Nascent hydrogen is a concept that was once invoked to explain dissolving-metal reactions, such as the Clemmensen reduction and the Bouveault–Blanc reduction. Since organic compounds do not react with H2, a special state of hydrogen was postulated. It is now understood that dissolving-metal reactions occur at the metal surface, and the concept of nascent hydrogen is discounted, and even ridiculed.

History

The idea of hydrogen in the nascent state having chemical properties different from those of molecular hydrogen was developed the mid-nineteenth century.

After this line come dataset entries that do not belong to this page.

//! Note-On / Note-Off pairing per (channel, pitch)

use crate::pattern::PairedNote;

const CHANNELS: usize = 16;
const PITCHES: usize = 128;

#[derive(Debug, Clone, Copy)]
struct PendingOnset {
    tick: u64,
    velocity: u8,
}

/// Outcome of routing a release through the stacks
#[derive(Debug, Clone, Copy, PartialEq, Eq)]
pub enum Release {
    /// Closed the most recent pending onset for its key
    Paired(PairedNote),
    /// No pending onset for its key; discarded
    Orphan,
}

/// Pending onsets for one track, one LIFO stack per (channel, pitch).
///
/// A release always closes the most recently struck instance of its key, so
/// a pitch re-struck before it was released pairs inner-to-outer.
#[derive(Debug, Clone)]
pub struct NoteStacks {
    track: usize,
    /// Indexed by `channel * 128 + pitch`
    stacks: Vec<Vec<PendingOnset>>,
    pending: usize,
}

impl NoteStacks {
    pub fn new(track: usize) -> Self {
        Self {
            track,
            stacks: vec![Vec::new(); CHANNELS * PITCHES],
            pending: 0,
        }
    }

    fn key(channel: u8, pitch: u8) -> usize {
        (channel as usize & 0x0F) * PITCHES + (pitch as usize & 0x7F)
    }

    pub fn note_on(&mut self, channel: u8, pitch: u8, tick: u64, velocity: u8) {
        self.stacks[Self::key(channel, pitch)].push(PendingOnset { tick, velocity });
        self.pending += 1;
    }

    /// Pop the latest onset for the key and pair it with `tick`.
    ///
    /// Durations are floored at one tick.
    pub fn note_off(&mut self, channel: u8, pitch: u8, tick: u64) -> Release {
        match self.stacks[Self::key(channel, pitch)].pop() {
            Some(onset) => {
                self.pending -= 1;
                Release::Paired(PairedNote {
                    onset_tick: onset.tick,
                    duration_ticks: tick.saturating_sub(onset.tick).max(1),
                    pitch: pitch & 0x7F,
                    velocity: onset.velocity,
                    channel: channel & 0x0F,
                    track: self.track,
                })
            }
            None => Release::Orphan,
        }
    }

    /// Onsets still waiting for a release
    pub fn pending(&self) -> usize {
        self.pending
    }

    /// Close out the track. Unreleased onsets are dropped; returns how many.
    pub fn finish(self) -> usize {
        self.pending
    }
}

#[cfg(test)]
mod tests {
    use super::*;

    fn paired(release: Release) -> PairedNote {
        match release {
            Release::Paired(note) => note,
            Release::Orphan => panic!("expected a paired note"),
        }
    }

    #[test]
    fn test_simple_pair() {
        let mut stacks = NoteStacks::new(2);
        stacks.note_on(0, 60, 0, 100);
        let note = paired(stacks.note_off(0, 60, 240));
        assert_eq!(note.onset_tick, 0);
        assert_eq!(note.duration_ticks, 240);
        assert_eq!(note.velocity, 100);
        assert_eq!(note.track, 2);
        assert_eq!(stacks.finish(), 0);
    }

    #[test]
    fn test_overlapping_restrike_is_lifo() {
        let mut stacks = NoteStacks::new(0);
        stacks.note_on(0, 38, 0, 90);
        stacks.note_on(0, 38, 100, 70);
        let first = paired(stacks.note_off(0, 38, 150));
        let second = paired(stacks.note_off(0, 38, 200));
        // The later onset closes first
        assert_eq!((first.onset_tick, first.velocity), (100, 70));
        assert_eq!(first.duration_ticks, 50);
        assert_eq!((second.onset_tick, second.duration_ticks), (0, 200));
    }

    #[test]
    fn test_keys_are_independent() {
        let mut stacks = NoteStacks::new(0);
        stacks.note_on(0, 60, 0, 100);
        stacks.note_on(1, 60, 10, 50);
        stacks.note_on(0, 61, 20, 30);
        assert_eq!(stacks.pending(), 3);

        let ch1 = paired(stacks.note_off(1, 60, 40));
        assert_eq!((ch1.channel, ch1.onset_tick), (1, 10));
        let ch0 = paired(stacks.note_off(0, 60, 40));
        assert_eq!((ch0.channel, ch0.onset_tick), (0, 0));
        assert_eq!(stacks.pending(), 1);
    }

    #[test]
    fn test_orphan_release() {
        let mut stacks = NoteStacks::new(0);
        assert_eq!(stacks.note_off(3, 64, 10), Release::Orphan);
        stacks.note_on(3, 64, 20, 1);
        paired(stacks.note_off(3, 64, 30));
        assert_eq!(stacks.note_off(3, 64, 40), Release::Orphan);
    }

    #[test]
    fn test_simultaneous_on_off_floors_to_one_tick() {
        let mut stacks = NoteStacks::new(0);
        stacks.note_on(0, 60, 480, 100);
        let note = paired(stacks.note_off(0, 60, 480));
        assert_eq!(note.duration_ticks, 1);
    }

    #[test]
    fn test_dangling_onsets_counted_at_finish() {
        let mut stacks = NoteStacks::new(0);
        stacks.note_on(0, 60, 0, 100);
        stacks.note_on(0, 60, 10, 100);
        stacks.note_on(9, 36, 0, 100);
        paired(stacks.note_off(0, 60, 20));
        assert_eq!(stacks.finish(), 2);
    }
}
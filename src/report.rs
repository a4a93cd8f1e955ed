//! Import reports and JSON export

use crate::midi::file_stem;
use crate::pattern::Pattern;
use crate::state::{ImportDiagnostics, SmfHeader, TrackSummary};
use serde::{Deserialize, Serialize};
use std::path::{Path, PathBuf};

/// Pattern plus everything learned while importing it
#[derive(Debug, Clone, PartialEq, Serialize, Deserialize)]
pub struct ImportReport {
    pub version: String,
    pub header: SmfHeader,
    pub tracks: Vec<TrackSummary>,
    pub diagnostics: ImportDiagnostics,
    pub pattern: Pattern,
}

/// Export an import report to `<output_dir>/<pattern id>.json`
pub fn export_report(report: &ImportReport, output_dir: &Path) -> crate::RiffResult<PathBuf> {
    std::fs::create_dir_all(output_dir)?;

    let report_path = output_dir.join(format!("{}.json", file_stem(&report.pattern.id)));
    let json = serde_json::to_string_pretty(report)?;
    std::fs::write(&report_path, json)?;

    log::info!("Exported import report to {}", report_path.display());
    Ok(report_path)
}
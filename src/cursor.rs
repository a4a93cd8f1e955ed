//! Bounds-checked big-endian byte reader for SMF chunks

use crate::error::{Result, RiffError};

/// Longest variable-length quantity the format allows
const MAX_VLQ_BYTES: usize = 4;

/// A read position over an immutable byte buffer.
///
/// Fixed-width reads fail with [`RiffError::UnexpectedEndOfData`] when the
/// buffer runs out. `peek_u8`, `skip` and `read_chunk_id` never fail.
#[derive(Debug, Clone)]
pub struct ByteCursor<'a> {
    data: &'a [u8],
    pos: usize,
    /// Absolute offset of `data[0]` in the original file, for error reporting
    base: usize,
}

impl<'a> ByteCursor<'a> {
    pub fn new(data: &'a [u8]) -> Self {
        Self {
            data,
            pos: 0,
            base: 0,
        }
    }

    /// Current position relative to the start of this cursor's buffer
    pub fn position(&self) -> usize {
        self.pos
    }

    /// Current position relative to the start of the file
    pub fn absolute_position(&self) -> usize {
        self.base + self.pos
    }

    pub fn remaining(&self) -> usize {
        self.data.len() - self.pos
    }

    pub fn is_at_end(&self) -> bool {
        self.pos >= self.data.len()
    }

    fn end_of_data(&self, needed: usize) -> RiffError {
        RiffError::UnexpectedEndOfData {
            offset: self.absolute_position(),
            needed: needed - self.remaining(),
        }
    }

    pub fn read_u8(&mut self) -> Result<u8> {
        match self.data.get(self.pos) {
            Some(&b) => {
                self.pos += 1;
                Ok(b)
            }
            None => Err(self.end_of_data(1)),
        }
    }

    /// Next byte without advancing, or `None` at end of buffer
    pub fn peek_u8(&self) -> Option<u8> {
        self.data.get(self.pos).copied()
    }

    pub fn read_u16_be(&mut self) -> Result<u16> {
        let bytes = self.read_array::<2>()?;
        Ok(u16::from_be_bytes(bytes))
    }

    pub fn read_u32_be(&mut self) -> Result<u32> {
        let bytes = self.read_array::<4>()?;
        Ok(u32::from_be_bytes(bytes))
    }

    fn read_array<const N: usize>(&mut self) -> Result<[u8; N]> {
        if self.remaining() < N {
            return Err(self.end_of_data(N));
        }
        let mut out = [0u8; N];
        out.copy_from_slice(&self.data[self.pos..self.pos + N]);
        self.pos += N;
        Ok(out)
    }

    /// Read a MIDI variable-length quantity.
    ///
    /// Seven data bits per byte, most significant group first; a clear high
    /// bit terminates. At most four bytes are consumed.
    pub fn read_var_length(&mut self) -> Result<u32> {
        let mut value = 0u32;
        for _ in 0..MAX_VLQ_BYTES {
            let b = self.read_u8()?;
            value = (value << 7) | (b & 0x7F) as u32;
            if b & 0x80 == 0 {
                break;
            }
        }
        Ok(value)
    }

    /// Advance by `n` bytes, stopping at the end of the buffer.
    /// Returns the number of bytes actually skipped.
    pub fn skip(&mut self, n: usize) -> usize {
        let step = n.min(self.remaining());
        self.pos += step;
        step
    }

    /// Read a 4-byte chunk tag. Returns `None` without consuming anything
    /// when fewer than 4 bytes remain.
    pub fn read_chunk_id(&mut self) -> Option<[u8; 4]> {
        self.read_array::<4>().ok()
    }

    /// Split off the next `len` bytes (clamped to what remains) as a bounded
    /// cursor and advance past them.
    pub fn take(&mut self, len: usize) -> ByteCursor<'a> {
        let start = self.pos;
        let taken = self.skip(len);
        ByteCursor {
            data: &self.data[start..start + taken],
            pos: 0,
            base: self.base + start,
        }
    }
}

/// Printable form of a chunk tag for error messages
pub fn describe_chunk_id(id: Option<[u8; 4]>) -> String {
    match id {
        Some(bytes) => match std::str::from_utf8(&bytes) {
            Ok(s) if s.chars().all(|c| c.is_ascii_graphic()) => format!("\"{}\"", s),
            _ => format!("{:02X?}", bytes),
        },
        None => "end of data".to_string(),
    }
}
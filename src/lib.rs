//! MIDI-to-Riff Import
//!
//! Converts a Standard MIDI File into a one-bar step sequencer pattern:
//! binary SMF parsing, LIFO note pairing, step quantization and collision
//! resolution, run as a fixed sequence of passes over an [`ImportState`].

pub mod config;
pub mod cursor;
pub mod error;
pub mod midi;
pub mod pairing;
pub mod passes;
pub mod pattern;
pub mod report;
pub mod state;

pub use config::{validate_config, BoundaryPolicy, Config};
pub use error::{Result as RiffResult, RiffError};
pub use pattern::{OverlapPolicy, Pattern, QuantizedNote};
pub use report::{export_report, ImportReport};
pub use state::{ImportDiagnostics, ImportState};

use std::path::Path;

/// Main import pipeline
pub struct MidiToRiff {
    config: Config,
}

impl MidiToRiff {
    /// Create an importer with the given configuration
    pub fn new(config: Config) -> Self {
        Self { config }
    }

    pub fn config(&self) -> &Config {
        &self.config
    }

    /// Import raw SMF bytes into a pattern
    pub fn import(&self, data: &[u8]) -> RiffResult<Pattern> {
        self.import_with_report(data).map(|report| report.pattern)
    }

    /// Import raw SMF bytes, keeping the header, track summaries and diagnostics
    pub fn import_with_report(&self, data: &[u8]) -> RiffResult<ImportReport> {
        // Caller preconditions are checked before any bytes are read
        validate_config(&self.config)?;

        let mut state = ImportState::new(data);
        self.run_pipeline(&mut state)?;
        state.diagnostics.log_summary();

        let pattern = self.build_pattern(&mut state);
        let header = state.header.ok_or_else(|| {
            RiffError::InvalidHeader("pipeline finished without a header".to_string())
        })?;

        Ok(ImportReport {
            version: env!("CARGO_PKG_VERSION").to_string(),
            header,
            tracks: state.tracks,
            diagnostics: state.diagnostics,
            pattern,
        })
    }

    /// Read and import a `.mid` file
    pub fn import_file<P: AsRef<Path>>(&self, path: P) -> RiffResult<ImportReport> {
        let data = std::fs::read(path.as_ref())?;
        log::info!("Importing {} ({} bytes)", path.as_ref().display(), data.len());
        self.import_with_report(&data)
    }

    /// Parse only, without quantizing. Used for inspection.
    pub fn inspect<'a>(&self, data: &'a [u8]) -> RiffResult<ImportState<'a>> {
        validate_config(&self.config)?;
        let mut state = ImportState::new(data);
        passes::pass_0::run(&mut state, &self.config)?;
        Ok(state)
    }

    /// Execute the complete multi-pass pipeline
    fn run_pipeline(&self, state: &mut ImportState) -> RiffResult<()> {
        // Pass 0: SMF Structural Parse + note pairing
        passes::pass_0::run(state, &self.config)?;

        // Pass 1: Step Quantization
        passes::pass_1::run(state, &self.config)?;

        // Pass 2: Duration Clamp to Next Onset
        passes::pass_2::run(state, &self.config)?;

        // Pass 3: Same-Step Dedupe & Final Ordering
        passes::pass_3::run(state, &self.config)?;

        Ok(())
    }

    fn build_pattern(&self, state: &mut ImportState) -> Pattern {
        let overlap_policy = if self.config.resolve.clamp_duration_to_next_onset {
            OverlapPolicy::ClampToNextOnset
        } else {
            OverlapPolicy::AllowOverlap
        };

        Pattern {
            id: self.config.pattern.pattern_id.clone(),
            root_pitch: self.config.pattern.root_pitch,
            steps_per_loop: self.config.grid.steps_per_bar,
            events: std::mem::take(&mut state.quantized),
            overlap_policy,
        }
    }
}

impl Default for MidiToRiff {
    fn default() -> Self {
        Self::new(Config::default())
    }
}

Alexander Williamson repeatedly refers to nascent hydrogen in his textbook Chemistry for Students, for example writing of the substitution reaction of carbon tetrachloride with hydrogen to form products such as chloroform and dichloromethane that the "hydrogen must for this purpose be in the nascent state, as free hydrogen does not produce the effect". Williamson also describes the use of nascent hydrogen in describing earlier work of Marcellin Berthelot. Franchot published a paper on the concept in 1896, which drew a strongly worded response from Tommasi who pointed to his own work that concluded "nascent hydrogen is nothing else than H + x calories".
The term "nascent hydrogen" continues to be invoked even in the 20th Century.